The OSEB program also helped Walker with other elements, like bookkeeping, which was something she had left up to an accountant before.

"It was a better understanding of what I was doing and why," she said. "Why it was working and why it wasn't, that sort of thing."

Unfortunately, Walker will be the last recipient of the Entrepreneur of the Year award, as the OSEB program was terminated earlier this year by the Ministry of Training, Colleges and Universities, which was responsible for its funding.

The ministry said in a statement earlier this year that funding used for the OSEB program would be transferred to the Ministry of Economic Development, Employment and Infrastructure for other entrepreneurship programs.

"After well over 20 years of this program supporting entrepreneurs in Ontario ... they've decided to take that support away from entrepreneurs," said OSEB program manager for OSBSC Cheryl Buchner. "The self-employment benefit program was a program fully intended to help people who were unemployed and having difficulty getting back to work.

"It provided training, as well as some financial support through a living allowance while they were starting the business. It certainly, and dramatically, increased the probability of success."

Buchner suggested it would prove great loss to Oxford County to lose the entrepreneurial support for small business, as there aren't any other programs like the OSEB that offer the financial support of a living allowance.

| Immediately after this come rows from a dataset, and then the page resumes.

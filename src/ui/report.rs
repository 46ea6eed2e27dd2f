//! Text renderings of the stored entries and their aggregates.

use crate::core::ReportLogic;
use crate::models::{DayTotal, TimeEntry};
use crate::ui::messages::header;
use crate::utils::colors::{CYAN, GREY, RESET, shade_for};
use crate::utils::formatting::{format_mins, mins2readable, pad_left, pad_right};
use crate::utils::table::{Column, Table};
use chrono::NaiveDate;
use indexmap::IndexMap;
use unicode_width::UnicodeWidthStr;

pub const NO_RECORDS: &str = "No records found.";

/// Width of the longest bar in the text chart.
pub const CHART_WIDTH: usize = 40;

pub fn render_entries_table(entries: &[TimeEntry], separator: &str) -> String {
    if entries.is_empty() {
        return format!("{NO_RECORDS}\n");
    }

    let mut table = Table::new(vec![
        Column::new("#"),
        Column::new("Task"),
        Column::new("Category"),
        Column::new("Start"),
        Column::new("End"),
        Column::new("Duration (min)"),
    ])
    .with_separator(separator);

    for (i, e) in entries.iter().enumerate() {
        table.add_row(vec![
            i.to_string(),
            e.task.clone(),
            e.category.clone(),
            e.start_str(),
            e.end_str(),
            e.duration_mins.map(format_mins).unwrap_or_default(),
        ]);
    }

    table.render()
}

pub fn render_category_summary(totals: &IndexMap<String, f64>) -> String {
    if totals.is_empty() {
        return format!("{NO_RECORDS}\n");
    }

    let mut out = String::from("\nCategory Summary (Total Time in Minutes):\n");
    for (cat, total) in totals {
        out.push_str(&format!("  • {}: {} mins\n", cat, format_mins(*total)));
    }

    let grand = totals.values().fold(0.0_f64, |acc, m| acc + m);
    out.push_str(&format!(
        "  Total: {} mins ({})\n",
        format_mins(grand),
        mins2readable(grand)
    ));
    out
}

/// Horizontal bar chart of minutes per category.
pub fn render_bar_chart(totals: &IndexMap<String, f64>) -> String {
    if totals.is_empty() {
        return format!("{NO_RECORDS}\n");
    }

    let max = totals.values().copied().fold(0.0_f64, f64::max);
    let label_w = totals
        .keys()
        .map(|k| UnicodeWidthStr::width(k.as_str()))
        .max()
        .unwrap_or(0);

    let mut out = header("Weekly Productivity Summary");
    for (cat, total) in totals {
        let len = if max > 0.0 {
            ((total / max) * CHART_WIDTH as f64).round() as usize
        } else {
            0
        };
        out.push_str(&format!(
            "{} │{}{}{} {}\n",
            pad_right(cat, label_w),
            CYAN,
            "█".repeat(len),
            RESET,
            format_mins(*total)
        ));
    }
    out.push_str(&format!(
        "{}  Total Time (Minutes)\n",
        pad_left("", label_w)
    ));
    out
}

/// One-row heatmap of the seven days ending on `today`: a shaded cell per
/// day, weekday labels underneath.
pub fn render_heatmap(entries: &[TimeEntry], today: NaiveDate) -> String {
    if entries.is_empty() {
        return format!("{NO_RECORDS}\n");
    }

    let days = ReportLogic::weekly_totals(entries, today);
    let max = days.iter().map(|d| d.minutes).fold(0.0_f64, f64::max);

    let mut out = header("Weekly Heatmap (Total Minutes per Day)");

    let cells: Vec<String> = days
        .iter()
        .map(|d| {
            let shade = shade_for(d.minutes, max).to_string().repeat(3);
            format!("{CYAN}{shade}{RESET}")
        })
        .collect();
    out.push_str(&format!("│{}│\n", cells.join("│")));

    let labels: Vec<String> = days.iter().map(DayTotal::weekday_label).collect();
    out.push_str(&format!(" {}\n", labels.join(" ")));

    let values: Vec<String> = days
        .iter()
        .map(|d| pad_left(&format!("{:.0}", d.minutes), 3))
        .collect();
    out.push_str(&format!("{GREY} {}{RESET}\n", values.join(" ")));

    out
}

"The reality is, small business is the driver of our economy in Canada," Buchner said, "and when we have difficult times, the big companies are the ones that have the massive layoffs and the small businesses are the ones that keep on going ... To lose the entrepreneurial support is a major disappointment."

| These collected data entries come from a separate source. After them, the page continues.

mod common;
use common::{entry, init_data_with_entries, sample_entries, setup_test_data, ts};
use std::fs;
use timeloom::models::TimeEntry;
use timeloom::store::RecordStore;

#[test]
fn test_missing_file_loads_empty() {
    let path = setup_test_data("store_missing");
    let store = RecordStore::new(&path);
    assert!(store.load().is_empty());
}

#[test]
fn test_corrupt_file_loads_empty() {
    let path = setup_test_data("store_corrupt");
    fs::write(&path, "{ this is not json").expect("write corrupt file");

    let store = RecordStore::new(&path);
    assert!(store.load().is_empty());
}

#[test]
fn test_save_load_round_trip_is_idempotent() {
    let path = setup_test_data("store_round_trip");
    let store = init_data_with_entries(&path);

    let first = fs::read_to_string(&path).expect("read data");
    store.save(&store.load()).expect("save again");
    let second = fs::read_to_string(&path).expect("read data");

    assert_eq!(first, second);
    assert_eq!(store.load(), sample_entries());
}

#[test]
fn test_file_uses_expected_field_names_and_format() {
    let path = setup_test_data("store_field_names");
    init_data_with_entries(&path);

    let raw: serde_json::Value =
        serde_json::from_str(&fs::read_to_string(&path).expect("read")).expect("json");
    let first = &raw[0];

    assert_eq!(first["task"], "Write report");
    assert_eq!(first["category"], "Work");
    assert_eq!(first["start"], "2025-09-01 09:00:00");
    assert_eq!(first["end"], "2025-09-01 10:30:00");
    assert_eq!(first["duration_mins"], 90.0);
}

#[test]
fn test_running_entry_omits_end_and_duration() {
    let path = setup_test_data("store_running_entry");
    let store = RecordStore::new(&path);
    store
        .append(&TimeEntry::running("Draft", "Work", ts("2025-09-03 10:00:00")))
        .expect("append");

    let content = fs::read_to_string(&path).expect("read");
    assert!(!content.contains("\"end\""));
    assert!(!content.contains("duration_mins"));
    assert!(store.load()[0].is_running());
}

#[test]
fn test_append_adds_entry_at_the_end() {
    let path = setup_test_data("store_append");
    let store = init_data_with_entries(&path);
    let before = store.load();

    let new = entry("Gym", "Health", "2025-09-03 18:00:00", "2025-09-03 19:00:00");
    store.append(&new).expect("append");

    let after = store.load();
    assert_eq!(after.len(), before.len() + 1);
    assert_eq!(&after[..before.len()], &before[..]);
    assert_eq!(after.last(), Some(&new));
}

#[test]
fn test_delete_valid_index_shifts_later_entries() {
    let path = setup_test_data("store_delete_valid");
    let store = init_data_with_entries(&path);
    let before = store.load();

    assert!(store.delete(1).expect("delete"));

    let after = store.load();
    assert_eq!(after.len(), 2);
    assert_eq!(after[0], before[0]);
    assert_eq!(after[1], before[2]);
}

#[test]
fn test_delete_invalid_index_leaves_store_unchanged() {
    let path = setup_test_data("store_delete_invalid");
    let store = init_data_with_entries(&path);
    let before = fs::read_to_string(&path).expect("read");

    assert!(!store.delete(3).expect("delete"));
    assert!(!store.delete(usize::MAX).expect("delete"));

    assert_eq!(fs::read_to_string(&path).expect("read"), before);
}

#[test]
fn test_replace_valid_and_invalid_index() {
    let path = setup_test_data("store_replace");
    let store = init_data_with_entries(&path);

    let new = entry("Refactor", "Work", "2025-09-04 09:00:00", "2025-09-04 09:15:00");
    assert!(store.replace(2, &new).expect("replace"));
    assert_eq!(store.load()[2], new);

    assert!(!store.replace(10, &new).expect("replace"));
    assert_eq!(store.load().len(), 3);
}

#[test]
fn test_save_creates_parent_directories() {
    let dir = tempfile::tempdir().expect("tempdir");
    let path = dir.path().join("nested").join("deeper").join("data.json");
    let store = RecordStore::new(&path);

    store.save(&sample_entries()).expect("save");
    assert_eq!(store.load().len(), 3);
}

Walker was also disappointed with the termination of the OSEB program.

"That's what makes me really sad, is because the government focuses on bringing manufacturing jobs to different areas, but unfortunately those are the ones that come and go," she said. "It's the small businesses, the mom and pops, that keep everything running smoothly between their highs and lows of manufacturing.

"Without (OSEB), I would not be here. So I know that there are many other people that won't have the opportunity to say that. It was a bad move on the province's part to cancel this program."